Saturday, April 21, 2012

Performability Analysis

Modern systems are continuing to evolve and become more tolerant to failures. For many systems today, a simple performance or availability analysis does not reveal how well a system will operate when in a degraded mode. A performability analysis can help answer these questions for complex systems. In this blog, an updated version of an old blog post on performability, I'll show one of the methods we use for performability analysis.

But before we dive into the analysis method, I need to introduce you to a scary word, DEGRADED. A simple operating definition of degraded is, something isn't working nominally. For large systems with many parts, such as the Internet, there is also a large number of components that are, at any given time, not operating nominally. The beauty of the Internet is that it was designed to continue to work while being degraded. Degraded is very different than being UP or DOWN. We often describe the availability of a system as the ratio of time UP versus total time, expressed as a percentage of a time interval, with 99.999% (five-nines) being the gold standard. Availability analysis is totally useless when describing how large systems work. As a systems engineer or architect, operation in the degraded mode is where all of the interesting work occurs.

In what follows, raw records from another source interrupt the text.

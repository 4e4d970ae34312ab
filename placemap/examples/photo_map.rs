//! Loads a feature collection from a file, composes a clustered map and
//! prints what an embedding UI would render.

use placemap::layer::{ClusterLayer, TileLayer};
use placemap::source::{FeatureSource, FileFeatureSource};
use placemap::{latlon, MapBuilder};

#[tokio::main]
async fn main() {
    env_logger::Builder::from_env(env_logger::Env::default().default_filter_or("info")).init();

    let mut map = MapBuilder::new()
        .with_center(latlon!(50.683889, 10.919444))
        .with_zoom(4)
        .with_base_layer("OpenStreetMap", TileLayer::osm())
        .with_base_layer("Imagery", TileLayer::esri_imagery())
        .build()
        .expect("invalid map configuration");

    let features = FileFeatureSource::new("placemap/examples/data/places.json")
        .load()
        .await
        .expect("failed to load features");

    map.set_features(&features, true);

    println!(
        "Base layers: {:?} (active: {})",
        map.base_layers().available(),
        map.base_layers().active_name()
    );

    let layer = map.layers()[0]
        .as_any()
        .downcast_ref::<ClusterLayer>()
        .expect("expected a cluster layer");

    for cluster in layer.clusters() {
        let center = cluster.center();
        println!(
            "Cluster of {} at ({:.4}, {:.4}):",
            cluster.len(),
            center.lat(),
            center.lon()
        );
        for marker in layer.cluster_markers(&cluster) {
            println!("  {} -> {}", marker.title(), marker.popup().to_html());
        }
    }
}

With performability analysis, we pay close attention to how the system works when degraded so that we can improve the design and decrease the frequency, duration, or impact of operating in degraded mode. As more people are building or using cloudy systems, you can see how the move from system design focused on outage frequency (MTBF) and duration (MTTR) can be very different in design and economics than a system designed to reduce the impact (performability) of degradation.

We often begin with a small set of components for test and analysis. Traditional benchmarking or performance characterization is a good starting point. For this example, we will analyze a RAID storage array. We begin with an understanding of the performance characteristics of our desired workload, which can vary widely for storage subsystems. In our case, we will create a performance workload which includes a mix of reads and writes, with a consistent I/O distribution, size, and a desired performance metric expressed in IOPS. Storage arrays tend to have many possible RAID configurations which will have different performance and data protection trade-offs, so we will pick a RAID configuration which we think will best suit our requirements. If it sounds like we're making a lot of choices early, it is because we are. We know that some choices are clearly bad, some are clearly good, and there are a whole bunch of choices in between. If we can't meet our design targets after the performability analysis, then we might have to go back to the beginning and start again - such is the life of a systems engineer.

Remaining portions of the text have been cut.